The Student News Site of Westfield High School

Remembering Dr. Nelson

April 12, 2019

“Dr. Nelson: Fiercely committed, fiercely loyal to his students, to his staff, to the Westfield community. Every decision always had the best interest of the student at the heart of it. A scholar and a jokester in the same breath. Loved to joke and prank, but was the first one to roll his sleeves up and get serious. A family man. A doting father. A friend. A fierce leader.”—Dr. Tiffany Jacobson, Supervisor of Language Arts, K-12

1975-2019

On April 7, WHS Principal Dr. Derrick Nelson unexpectedly passed away due to complications associated with a stem cell donation in late February. Dr. Nelson was a hero—in every sense of the word. His courage, selflessness and integrity inspired the Westfield community. He was a respected leader, beloved friend and adored father. Dr. Nelson was a hero to his country and to us.

It’s impossible to capture all that Dr. Nelson was in just a few pages. His impact is still reverberating—through the hallways where he would sing at the top of his lungs, through Kehler Stadium where he would ignite the crowd on game days and through his own home where he would make his fiancée and 5-year-old daughter smile and laugh. Dr. Nelson will be missed immensely, but his legacy will live on in the countless lives he touched along the way. 



Hero

What does it mean to be a hero? In all aspects, Dr. Nelson excelled beyond the typical definition.

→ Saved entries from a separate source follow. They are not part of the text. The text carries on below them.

//! The `broker` module connects this node to the rest of the fleet.
//!
//! - `message`: the wire/queue message type
//! - `engine`: the fleet [`Broker`] (persist, publish, subscribe)
//! - `fleet` / `redis_fleet`: the pub/sub transports it runs on

pub mod engine;
pub mod fleet;
pub mod message;
pub mod redis_fleet;

pub use engine::Broker;
pub use fleet::{FleetTransport, LocalFleet, Publications};
pub use message::{Message, MessageKind};
pub use redis_fleet::RedisFleet;
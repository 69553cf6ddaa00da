//! Session lifecycle: `Unauthenticated → Authenticated → Closed`.

use crate::utils::{RelayError, Result};

/// Who a session speaks for. Set once, at login.
#[derive(Debug, Clone, PartialEq, Eq)]
pub struct Identity {
    pub username: String,
    pub project: String,
}

#[derive(Debug, Clone, Copy, PartialEq, Eq)]
pub enum StateKind {
    Unauthenticated,
    Authenticated,
    Closed,
}

#[derive(Debug, Clone, Default, PartialEq, Eq)]
pub enum SessionState {
    #[default]
    Unauthenticated,
    Authenticated(Identity),
    Closed,
}

impl SessionState {
    pub fn kind(&self) -> StateKind {
        match self {
            SessionState::Unauthenticated => StateKind::Unauthenticated,
            SessionState::Authenticated(_) => StateKind::Authenticated,
            SessionState::Closed => StateKind::Closed,
        }
    }

    pub fn identity(&self) -> Option<&Identity> {
        match self {
            SessionState::Authenticated(identity) => Some(identity),
            _ => None,
        }
    }

    /// Only `Unauthenticated → Authenticated` and `* → Closed` are allowed.
    pub fn transition(&mut self, next: SessionState) -> Result<()> {
        let allowed = matches!(
            (&*self, &next),
            (SessionState::Unauthenticated, SessionState::Authenticated(_))
                | (_, SessionState::Closed)
        );
        if !allowed {
            return Err(RelayError::InvalidTransition {
                from: self.kind(),
                to: next.kind(),
            });
        }
        *self = next;
        Ok(())
    }
}
//! The `session` module runs one client connection.
//!
//! - `state`: the per-connection lifecycle
//! - `handle`: what the hub holds on to (identity, outbound buffer, close signal)
//! - `connection`: the read and write loops

pub mod connection;
pub mod handle;
pub mod state;

pub use connection::{SessionContext, run_session};
pub use handle::{Outbound, SessionHandle, SessionId};
pub use state::{Identity, SessionState, StateKind};
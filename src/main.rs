//! Application entry point — voxtyper.
//!
//! # Startup sequence
//!
//! 1. Initialise logging.
//! 2. Load [`Settings`] from disk (defaults on first run).
//! 3. Build the collaborators: cpal recorder, WAV encoder, OpenAI
//!    transcriber, and the configured context gatherer.
//! 4. Create the [`TaskManager`].
//! 5. Spawn the typing worker (subscribes to completed results).
//! 6. Spawn the hotkey listener thread and its toggle-forwarding worker.
//! 7. Serve the HTTP control surface — blocks until the process exits.

use std::sync::Arc;

use tokio::sync::{broadcast, mpsc};

use voxtyper::{
    audio::{CpalRecorder, WavEncoder},
    config::{ContextSource, Settings},
    context::{
        ContextGatherer, EditorContextProvider, NvimContextProvider, ScreenDescriber,
        VisionScreenDescriber,
    },
    hotkey::{parse_key, HotkeyEvent, HotkeyListener},
    http::{self, HttpState},
    inject::{ClipboardTypist, Typist},
    stt::OpenAiTranscriber,
    task::{Collaborators, TaskManager},
};

// ---------------------------------------------------------------------------
// Typing worker
// ---------------------------------------------------------------------------

/// Forwards every completed result to the typist.
///
/// Clipboard and key simulation are blocking, so each result is typed on the
/// blocking pool.  A lagged subscription skips the missed results rather than
/// typing stale text.
async fn run_typing_worker(manager: Arc<TaskManager>, typist: Arc<dyn Typist>) {
    let mut results = manager.subscribe_results();
    loop {
        match results.recv().await {
            Ok(result) => {
                let typist = Arc::clone(&typist);
                let text = result.text().to_string();
                let typed = tokio::task::spawn_blocking(move || typist.type_text(&text)).await;
                match typed {
                    Ok(Ok(())) => log::info!("inject: typed result {}", result.id),
                    Ok(Err(e)) => log::warn!("inject: typing failed: {e}"),
                    Err(e) => log::error!("inject: typing task panicked: {e}"),
                }
            }
            Err(broadcast::error::RecvError::Lagged(n)) => {
                log::warn!("inject: lagged behind, skipped {n} results");
            }
            Err(broadcast::error::RecvError::Closed) => break,
        }
    }
}

// ---------------------------------------------------------------------------
// main
// ---------------------------------------------------------------------------

#[tokio::main]
async fn main() -> anyhow::Result<()> {
    // 1. Logging
    env_logger::Builder::from_env(env_logger::Env::default().default_filter_or("info")).init();
    log::info!("voxtyper starting up");

    // 2. Configuration
    let settings = Settings::load().unwrap_or_else(|e| {
        log::warn!("failed to load config ({e}); using defaults");
        Settings::default()
    });

    // 3. Collaborators
    let screen: Arc<dyn ScreenDescriber> = Arc::new(VisionScreenDescriber::from_config(
        &settings.openai,
        &settings.screen,
    ));
    let editor: Arc<dyn EditorContextProvider> = Arc::new(NvimContextProvider::new());

    let gatherer = match settings.context.source {
        ContextSource::None => ContextGatherer::None,
        ContextSource::Screen => ContextGatherer::Screen(Arc::clone(&screen)),
        ContextSource::Editor => ContextGatherer::Editor(Arc::clone(&editor)),
    };
    log::info!("context source: {:?}", settings.context.source);

    let collab = Collaborators {
        recorder: Arc::new(CpalRecorder::from_config(&settings.audio)),
        encoder: Arc::new(WavEncoder),
        transcriber: Arc::new(OpenAiTranscriber::from_config(&settings.openai)),
        gatherer,
    };

    // 4. Task manager
    let manager = TaskManager::new(collab, settings.history_limit);

    // Phase transitions at info level, for following along in the journal.
    {
        let mut states = manager.subscribe_states();
        tokio::spawn(async move {
            loop {
                match states.recv().await {
                    Ok(state) => log::info!("task: {}", state.label()),
                    Err(broadcast::error::RecvError::Lagged(_)) => continue,
                    Err(broadcast::error::RecvError::Closed) => break,
                }
            }
        });
    }

    // 5. Typing worker
    if settings.typing.enabled {
        tokio::spawn(run_typing_worker(
            Arc::clone(&manager),
            Arc::new(ClipboardTypist),
        ));
    } else {
        log::info!("inject: typing disabled by config");
    }

    // 6. Hotkey
    let (hotkey_tx, mut hotkey_rx) = mpsc::channel::<HotkeyEvent>(16);
    let hotkey_key = parse_key(&settings.hotkey.key).unwrap_or_else(|| {
        log::warn!("unknown hotkey {:?}, falling back to F9", settings.hotkey.key);
        rdev::Key::F9
    });
    let _hotkey = HotkeyListener::start(hotkey_key, hotkey_tx);
    {
        let manager = Arc::clone(&manager);
        tokio::spawn(async move {
            while let Some(HotkeyEvent::Toggle) = hotkey_rx.recv().await {
                log::debug!("hotkey: toggle");
                manager.start_or_stop_task();
            }
        });
    }

    // 7. HTTP control surface (blocks)
    http::serve(
        &settings.http.listen_address,
        HttpState {
            manager,
            screen,
            editor,
        },
    )
    .await
}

Dr. Nelson’s heroic actions began in the military. He enlisted in the Army Reserve when he was 19 years old as a way to cover the cost of college, but he quickly adopted service as a part of his identity.

Dr. Nelson was deployed with the 143rd Expeditionary Sustainment Command to Afghanistan in the summer of 2013, according to the Westfield Patch. In 2014, he transitioned from Master Sergeant to Chemical, Biological, Radiological and Nuclear Warrant Officer.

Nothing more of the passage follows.